Closed profix898 closed 2 years ago

profix898 commented 3 years ago

I have tested xt-audio on both win-x64 and linux-x64 and it works great. Its a pleasure to use, with nice and clean API.

However, I'm looking to move a project with xt-audio to Linux on ARM. Many embedded systems, including mobile platforms (iOS, Android) and the Raspberry Pis (and similar boards) typically run linux-arm or linux-arm64. In my particular case, I'd like to move to the Raspberry Pi 4.

Is it possible to add support for ARM/ARM64 to the library?

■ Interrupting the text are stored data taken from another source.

//! In-memory vector index with on-disk persistence.
//!
//! A [`VectorIndex`] pairs one embedding per chunk with the chunk itself
//! (the docstore), in insertion order. It is immutable once built; a rebuild
//! produces a new instance.
//!
//! # On-disk layout
//!
//! ```text
//! index/
//! ├── vectors.bin     little-endian f32, count × dims
//! ├── docstore.json   chunks in the same order as the vectors
//! └── manifest.json   model, dims, count (written last)
//! ```
//!
//! The manifest is the commit marker. [`VectorIndexStore::persist`] removes
//! it before touching the data files and writes it only once both are in
//! place, so an interrupted persist reads back as "nothing persisted".

use std::path::{Path, PathBuf};

use chrono::{DateTime, Utc};
use serde::{Deserialize, Serialize};

use crate::embedding::{blob_to_vec, cosine_similarity, embed_batched, embed_query, vec_to_blob, EmbeddingProvider};
use crate::error::{KbError, KbResult};
use crate::models::{ChunkMetadata, DocumentChunk, DocumentFormat};
use crate::storage::{read_json, remove_if_exists, write_atomic, write_json};

const VECTORS_FILE: &str = "vectors.bin";
const DOCSTORE_FILE: &str = "docstore.json";
const MANIFEST_FILE: &str = "manifest.json";

/// Text of the stand-in chunk indexed when the corpus is empty.
pub const PLACEHOLDER_TEXT: &str = "The knowledge base is empty.";

/// Summary of a persisted index, stored as `manifest.json`.
#[derive(Debug, Clone, Serialize, Deserialize)]
pub struct IndexManifest {
    pub model: String,
    pub dims: usize,
    pub count: usize,
    pub created_at: DateTime<Utc>,
}

#[derive(Debug, Clone, PartialEq)]
pub struct SearchHit {
    pub chunk: DocumentChunk,
    pub score: f32,
}

#[derive(Debug, Clone, PartialEq)]
pub struct VectorIndex {
    model: String,
    dims: usize,
    vectors: Vec<Vec<f32>>,
    docstore: Vec<DocumentChunk>,
}

impl VectorIndex {
    /// Embed `chunks` and build an index over them.
    ///
    /// An empty input is replaced by a single placeholder chunk so the index
    /// is never degenerate; the placeholder is excluded from every search.
    pub async fn build(
        chunks: Vec<DocumentChunk>,
        embedder: &dyn EmbeddingProvider,
        batch_size: usize,
    ) -> KbResult<Self> {
        let docstore = if chunks.is_empty() {
            tracing::info!("empty corpus; indexing placeholder chunk");
            vec![placeholder_chunk()]
        } else {
            chunks
        };

        let texts: Vec<String> = docstore.iter().map(|c| c.text.clone()).collect();
        let vectors = embed_batched(embedder, &texts, batch_size).await?;

        tracing::info!(
            chunks = docstore.len(),
            model = embedder.model_name(),
            dims = embedder.dims(),
            "built vector index"
        );
        Ok(Self {
            model: embedder.model_name().to_string(),
            dims: embedder.dims(),
            vectors,
            docstore,
        })
    }

    /// Assemble an index from precomputed parts. Fails with `EmptyInput` when
    /// there are no chunks and `Provider` when shapes disagree.
    pub fn from_parts(
        model: String,
        dims: usize,
        vectors: Vec<Vec<f32>>,
        docstore: Vec<DocumentChunk>,
    ) -> KbResult<Self> {
        if docstore.is_empty() {
            return Err(KbError::EmptyInput);
        }
        if vectors.len() != docstore.len() || vectors.iter().any(|v| v.len() != dims) {
            return Err(KbError::Provider(format!(
                "index shape mismatch: {} vectors, {} chunks, {} dims",
                vectors.len(),
                docstore.len(),
                dims
            )));
        }
        Ok(Self {
            model,
            dims,
            vectors,
            docstore,
        })
    }

    pub fn model(&self) -> &str {
        &self.model
    }

    pub fn dims(&self) -> usize {
        self.dims
    }

    pub fn len(&self) -> usize {
        self.docstore.len()
    }

    pub fn is_empty(&self) -> bool {
        self.docstore.is_empty()
    }

    /// True when the only indexed chunk is the empty-corpus placeholder.
    pub fn is_placeholder(&self) -> bool {
        self.docstore.iter().all(DocumentChunk::is_placeholder)
    }

    pub fn chunks(&self) -> &[DocumentChunk] {
        &self.docstore
    }

    /// Up to `k` chunks by descending cosine similarity to `query`. Equal
    /// scores keep insertion order.
    pub fn search_vector(&self, query: &[f32], k: usize) -> Vec<SearchHit> {
        let mut scored: Vec<(usize, f32)> = self
            .vectors
            .iter()
            .enumerate()
            .filter(|(i, _)| !self.docstore[*i].is_placeholder())
            .map(|(i, v)| (i, cosine_similarity(query, v)))
            .collect();
        scored.sort_by(|a, b| b.1.total_cmp(&a.1));
        scored
            .into_iter()
            .take(k)
            .map(|(i, score)| SearchHit {
                chunk: self.docstore[i].clone(),
                score,
            })
            .collect()
    }

    /// Embed `query` with `embedder` and search.
    pub async fn search(
        &self,
        query: &str,
        embedder: &dyn EmbeddingProvider,
        k: usize,
    ) -> KbResult<Vec<SearchHit>> {
        if k == 0 || self.is_placeholder() {
            return Ok(Vec::new());
        }
        let query_vec = embed_query(embedder, query).await?;
        Ok(self.search_vector(&query_vec, k))
    }
}

fn placeholder_chunk() -> DocumentChunk {
    DocumentChunk {
        text: PLACEHOLDER_TEXT.to_string(),
        metadata: ChunkMetadata {
            source_path: PathBuf::new(),
            page_or_section: None,
            format: DocumentFormat::Placeholder,
        },
    }
}

/// Reads and writes a [`VectorIndex`] under one directory.
pub struct VectorIndexStore {
    dir: PathBuf,
}

impl VectorIndexStore {
    pub fn new(dir: impl Into<PathBuf>) -> Self {
        Self { dir: dir.into() }
    }

    pub fn dir(&self) -> &Path {
        &self.dir
    }

    pub fn exists(&self) -> bool {
        self.dir.join(MANIFEST_FILE).exists()
    }

    /// The committed manifest, without loading vectors.
    pub fn manifest(&self) -> KbResult<Option<IndexManifest>> {
        read_json(&self.dir.join(MANIFEST_FILE))
    }

    /// Total bytes of the persisted index files.
    pub fn size_bytes(&self) -> u64 {
        [MANIFEST_FILE, VECTORS_FILE, DOCSTORE_FILE]
            .iter()
            .filter_map(|f| std::fs::metadata(self.dir.join(f)).ok())
            .map(|m| m.len())
            .sum()
    }

    pub fn persist(&self, index: &VectorIndex) -> KbResult<()> {
        std::fs::create_dir_all(&self.dir).map_err(|e| KbError::io(&self.dir, e))?;
        remove_if_exists(&self.dir.join(MANIFEST_FILE))?;

        let mut blob = Vec::with_capacity(index.len() * index.dims * 4);
        for v in &index.vectors {
            blob.extend_from_slice(&vec_to_blob(v));
        }
        write_atomic(&self.dir.join(VECTORS_FILE), &blob)?;
        write_json(&self.dir.join(DOCSTORE_FILE), &index.docstore)?;

        let manifest = IndexManifest {
            model: index.model.clone(),
            dims: index.dims,
            count: index.len(),
            created_at: Utc::now(),
        };
        write_json(&self.dir.join(MANIFEST_FILE), &manifest)?;
        tracing::debug!(dir = %self.dir.display(), count = manifest.count, "persisted vector index");
        Ok(())
    }

    /// Load the persisted index.
    ///
    /// `Ok(None)` when nothing has been persisted. A partial or inconsistent
    /// index, or one built with a different model than `embedder`, is
    /// `CorruptState`; unreadable files are `Io`.
    pub fn load(&self, embedder: &dyn EmbeddingProvider) -> KbResult<Option<VectorIndex>> {
        let manifest_path = self.dir.join(MANIFEST_FILE);
        let Some(manifest) = read_json::<IndexManifest>(&manifest_path)? else {
            return Ok(None);
        };

        if manifest.model != embedder.model_name() || manifest.dims != embedder.dims() {
            return Err(KbError::corrupt(
                &manifest_path,
                format!(
                    "index built with {} ({} dims), active model is {} ({} dims)",
                    manifest.model,
                    manifest.dims,
                    embedder.model_name(),
                    embedder.dims()
                ),
            ));
        }

        let vectors_path = self.dir.join(VECTORS_FILE);
        let blob = match std::fs::read(&vectors_path) {
            Ok(b) => b,
            Err(e) if e.kind() == std::io::ErrorKind::NotFound => {
                return Err(KbError::corrupt(&vectors_path, "missing"))
            }
            Err(e) => return Err(KbError::io(&vectors_path, e)),
        };
        if manifest.dims == 0 || blob.len() != manifest.count * manifest.dims * 4 {
            return Err(KbError::corrupt(
                &vectors_path,
                format!("expected {} vectors of {} dims, found {} bytes", manifest.count, manifest.dims, blob.len()),
            ));
        }
        let vectors: Vec<Vec<f32>> = blob
            .chunks_exact(manifest.dims * 4)
            .map(blob_to_vec)
            .collect();

        let docstore_path = self.dir.join(DOCSTORE_FILE);
        let docstore: Vec<DocumentChunk> = read_json(&docstore_path)?
            .ok_or_else(|| KbError::corrupt(&docstore_path, "missing"))?;
        if docstore.len() != manifest.count {
            return Err(KbError::corrupt(
                &docstore_path,
                format!("expected {} chunks, found {}", manifest.count, docstore.len()),
            ));
        }

        VectorIndex::from_parts(manifest.model, manifest.dims, vectors, docstore)
            .map(Some)
            .map_err(|e| KbError::corrupt(&self.dir, e))
    }

    /// Delete the persisted index. Returns whether anything was removed.
    pub fn clear(&self) -> KbResult<bool> {
        let mut removed = remove_if_exists(&self.dir.join(MANIFEST_FILE))?;
        removed |= remove_if_exists(&self.dir.join(VECTORS_FILE))?;
        removed |= remove_if_exists(&self.dir.join(DOCSTORE_FILE))?;
        Ok(removed)
    }
}

#[cfg(test)]
mod tests {
    use super::*;
    use crate::embedding::HashingProvider;
    use tempfile::TempDir;

    fn chunk(text: &str, name: &str) -> DocumentChunk {
        DocumentChunk {
            text: text.to_string(),
            metadata: ChunkMetadata {
                source_path: PathBuf::from(format!("/docs/{}", name)),
                page_or_section: None,
                format: DocumentFormat::Text,
            },
        }
    }

    fn corpus() -> Vec<DocumentChunk> {
        vec![
            chunk("The capital of France is Paris.", "france.txt"),
            chunk("Berlin is the capital of Germany.", "germany.txt"),
            chunk("Photosynthesis converts sunlight into sugar.", "bio.txt"),
        ]
    }

    #[tokio::test]
    async fn test_search_ranks_best_match_first() {
        let embedder = HashingProvider::default();
        let index = VectorIndex::build(corpus(), &embedder, 8).await.unwrap();
        let hits = index.search("What is the capital of France?", &embedder, 2).await.unwrap();
        assert_eq!(hits.len(), 2);
        assert!(hits[0].chunk.text.contains("Paris"));
        assert!(hits[0].score >= hits[1].score);
    }

    #[test]
    fn test_ties_keep_insertion_order() {
        let index = VectorIndex::from_parts(
            "m".into(),
            2,
            vec![vec![1.0, 0.0], vec![0.0, 1.0], vec![1.0, 0.0]],
            vec![chunk("first", "a"), chunk("other", "b"), chunk("second", "c")],
        )
        .unwrap();
        let hits = index.search_vector(&[1.0, 0.0], 3);
        let texts: Vec<&str> = hits.iter().map(|h| h.chunk.text.as_str()).collect();
        assert_eq!(texts, vec!["first", "second", "other"]);
    }

    #[test]
    fn test_from_parts_rejects_empty() {
        let err = VectorIndex::from_parts("m".into(), 2, vec![], vec![]).unwrap_err();
        assert!(matches!(err, KbError::EmptyInput));
    }

    #[tokio::test]
    async fn test_empty_corpus_yields_placeholder_never_returned() {
        let embedder = HashingProvider::default();
        let index = VectorIndex::build(Vec::new(), &embedder, 8).await.unwrap();
        assert_eq!(index.len(), 1);
        assert!(index.is_placeholder());
        let hits = index.search("knowledge base", &embedder, 5).await.unwrap();
        assert!(hits.is_empty());
    }

    #[tokio::test]
    async fn test_persist_load_roundtrip_same_results() {
        let tmp = TempDir::new().unwrap();
        let embedder = HashingProvider::default();
        let index = VectorIndex::build(corpus(), &embedder, 2).await.unwrap();
        let store = VectorIndexStore::new(tmp.path().join("index"));
        store.persist(&index).unwrap();

        let loaded = store.load(&embedder).unwrap().unwrap();
        assert_eq!(loaded, index);

        let query = "capital city of Germany";
        let before = index.search(query, &embedder, 3).await.unwrap();
        let after = loaded.search(query, &embedder, 3).await.unwrap();
        assert_eq!(before, after);
    }

    #[test]
    fn test_load_nothing_persisted_is_none() {
        let tmp = TempDir::new().unwrap();
        let store = VectorIndexStore::new(tmp.path().join("index"));
        assert!(store.load(&HashingProvider::default()).unwrap().is_none());
    }

    #[tokio::test]
    async fn test_load_rejects_other_model() {
        let tmp = TempDir::new().unwrap();
        let store = VectorIndexStore::new(tmp.path());
        let index = VectorIndex::build(corpus(), &HashingProvider::new(32), 8).await.unwrap();
        store.persist(&index).unwrap();
        let err = store.load(&HashingProvider::new(64)).unwrap_err();
        assert!(matches!(err, KbError::CorruptState { .. }));
    }

    #[tokio::test]
    async fn test_truncated_vectors_are_corrupt() {
        let tmp = TempDir::new().unwrap();
        let store = VectorIndexStore::new(tmp.path());
        let embedder = HashingProvider::new(16);
        let index = VectorIndex::build(corpus(), &embedder, 8).await.unwrap();
        store.persist(&index).unwrap();
        std::fs::write(tmp.path().join(VECTORS_FILE), [0u8; 10]).unwrap();
        assert!(matches!(
            store.load(&embedder),
            Err(KbError::CorruptState { .. })
        ));
    }

    #[tokio::test]
    async fn test_clear_removes_all_files() {
        let tmp = TempDir::new().unwrap();
        let store = VectorIndexStore::new(tmp.path().join("index"));
        let embedder = HashingProvider::new(16);
        store
            .persist(&VectorIndex::build(corpus(), &embedder, 8).await.unwrap())
            .unwrap();
        assert!(store.exists());
        assert!(store.clear().unwrap());
        assert!(!store.exists());
        assert!(store.load(&embedder).unwrap().is_none());
    }
}
#[cfg(test)]
mod tests {
    use super::*;
    use std::io::Write;
    use tempfile::TempDir;

    fn zip_with(entries: &[(&str, String)]) -> Vec<u8> {
        let mut buf = Vec::new();
        {
            let mut zip = zip::ZipWriter::new(Cursor::new(&mut buf));
            for (name, body) in entries {
                zip.start_file(*name, zip::write::SimpleFileOptions::default())
                    .unwrap();
                zip.write_all(body.as_bytes()).unwrap();
            }
            zip.finish().unwrap();
        }
        buf
    }

    #[test]
    fn unknown_extension_is_unsupported() {
        let registry = ParserRegistry::with_defaults();
        let err = registry.parse(Path::new("/tmp/archive.tar")).unwrap_err();
        assert!(matches!(err, KbError::UnsupportedFormat { ref extension, .. } if extension == "tar"));
    }

    #[test]
    fn extension_lookup_is_case_insensitive() {
        let registry = ParserRegistry::with_defaults();
        assert!(registry.supports(Path::new("NOTES.MD")));
        assert!(registry.supports(Path::new("report.Pdf")));
        assert!(!registry.supports(Path::new("no_extension")));
    }

    #[test]
    fn text_file_tagged_with_path() {
        let tmp = TempDir::new().unwrap();
        let path = tmp.path().join("notes.md");
        std::fs::write(&path, "# Notes\n\nSome content.").unwrap();
        let chunks = ParserRegistry::with_defaults().parse(&path).unwrap();
        assert_eq!(chunks.len(), 1);
        assert_eq!(chunks[0].metadata.source_path, path);
        assert_eq!(chunks[0].metadata.format, DocumentFormat::Markdown);
        assert!(chunks[0].text.contains("Some content."));
    }

    #[test]
    fn invalid_utf8_text_is_parse_error() {
        let tmp = TempDir::new().unwrap();
        let path = tmp.path().join("bad.txt");
        std::fs::write(&path, [0xff, 0xfe, 0x00, 0xc3]).unwrap();
        let err = ParserRegistry::with_defaults().parse(&path).unwrap_err();
        assert!(matches!(err, KbError::Parse { .. }));
    }

    #[test]
    fn invalid_pdf_is_parse_error() {
        let tmp = TempDir::new().unwrap();
        let path = tmp.path().join("broken.pdf");
        std::fs::write(&path, b"not a pdf").unwrap();
        let err = ParserRegistry::with_defaults().parse(&path).unwrap_err();
        assert!(matches!(err, KbError::Parse { .. }));
    }

    #[test]
    fn invalid_zip_is_parse_error_for_docx() {
        let tmp = TempDir::new().unwrap();
        let path = tmp.path().join("broken.docx");
        std::fs::write(&path, b"not a zip").unwrap();
        let err = ParserRegistry::with_defaults().parse(&path).unwrap_err();
        assert!(matches!(err, KbError::Parse { .. }));
    }

    #[test]
    fn docx_paragraphs_extracted() {
        let tmp = TempDir::new().unwrap();
        let path = tmp.path().join("memo.docx");
        let xml = "<?xml version=\"1.0\"?><w:document xmlns:w=\"w\"><w:body>\
            <w:p><w:r><w:t>First line.</w:t></w:r></w:p>\
            <w:p><w:r><w:t>Second line.</w:t></w:r></w:p>\
            </w:body></w:document>"
            .to_string();
        std::fs::write(&path, zip_with(&[("word/document.xml", xml)])).unwrap();
        let chunks = ParserRegistry::with_defaults().parse(&path).unwrap();
        assert_eq!(chunks.len(), 1);
        assert_eq!(chunks[0].text, "First line.\nSecond line.");
        assert_eq!(chunks[0].metadata.format, DocumentFormat::Docx);
    }

    #[test]
    fn pptx_emits_one_chunk_per_slide_in_order() {
        let tmp = TempDir::new().unwrap();
        let path = tmp.path().join("deck.pptx");
        let slide = |t: &str| format!("<p:sld xmlns:a=\"a\" xmlns:p=\"p\"><a:p><a:r><a:t>{}</a:t></a:r></a:p></p:sld>", t);
        std::fs::write(
            &path,
            zip_with(&[
                ("ppt/slides/slide10.xml", slide("ten")),
                ("ppt/slides/slide2.xml", slide("two")),
                ("ppt/slides/slide1.xml", slide("one")),
            ]),
        )
        .unwrap();
        let chunks = ParserRegistry::with_defaults().parse(&path).unwrap();
        let texts: Vec<&str> = chunks.iter().map(|c| c.text.as_str()).collect();
        assert_eq!(texts, vec!["one", "two", "ten"]);
        assert_eq!(chunks[2].metadata.page_or_section.as_deref(), Some("slide 3"));
    }

    #[test]
    fn xlsx_resolves_shared_strings_and_numbers() {
        let tmp = TempDir::new().unwrap();
        let path = tmp.path().join("book.xlsx");
        let shared = "<sst><si><t>Revenue</t></si><si><t>Paris</t></si></sst>".to_string();
        let sheet = "<worksheet><sheetData><row>\
            <c r=\"A1\" t=\"s\"><v>0</v></c><c r=\"B1\"><v>42</v></c><c r=\"C1\" t=\"s\"><v>1</v></c>\
            </row></sheetData></worksheet>"
            .to_string();
        std::fs::write(
            &path,
            zip_with(&[
                ("xl/sharedStrings.xml", shared),
                ("xl/worksheets/sheet1.xml", sheet),
            ]),
        )
        .unwrap();
        let chunks = ParserRegistry::with_defaults().parse(&path).unwrap();
        assert_eq!(chunks.len(), 1);
        assert_eq!(chunks[0].text, "Revenue 42 Paris");
    }
}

sjoerdvankreel commented 3 years ago

Hi, thanks for the nice words. I actually tried an ARM port a couple of years ago, targeting the android ndk with opensl. Abandoned it because i felt at the time that opensl and low-latency or any sort of serious audio beyond playback of prerecorded media where mutually exclusive. I did get a clean compile though. However (correct me if i'm wrong) raspberry runs an actual linux variant, right? If so, it should support at least ALSA, and an ARM port could be as simple as doing a cross-compile with gcc. I'd be more than happy to work with you on this but I can't do it by myself seeing as I don't own any ARM device (apart from my phone probably but then it's opensl again, or another backend that needs to be reimplemented from scratch). So just to be clear, ARM support in itself should be easy (but i'd need your help for testing), but only if the target is "regular" linux with ALSA, not android/ios and the likes.

-Regards, Sjoerd

Op do 19 nov. 2020 om 10:46 schreef Thilo Viereck <notifications@github.com

:

I have tested xt-audio on both win-x64 and linux-x64 and it works great. Its a pleasure to use, with nice and clean API.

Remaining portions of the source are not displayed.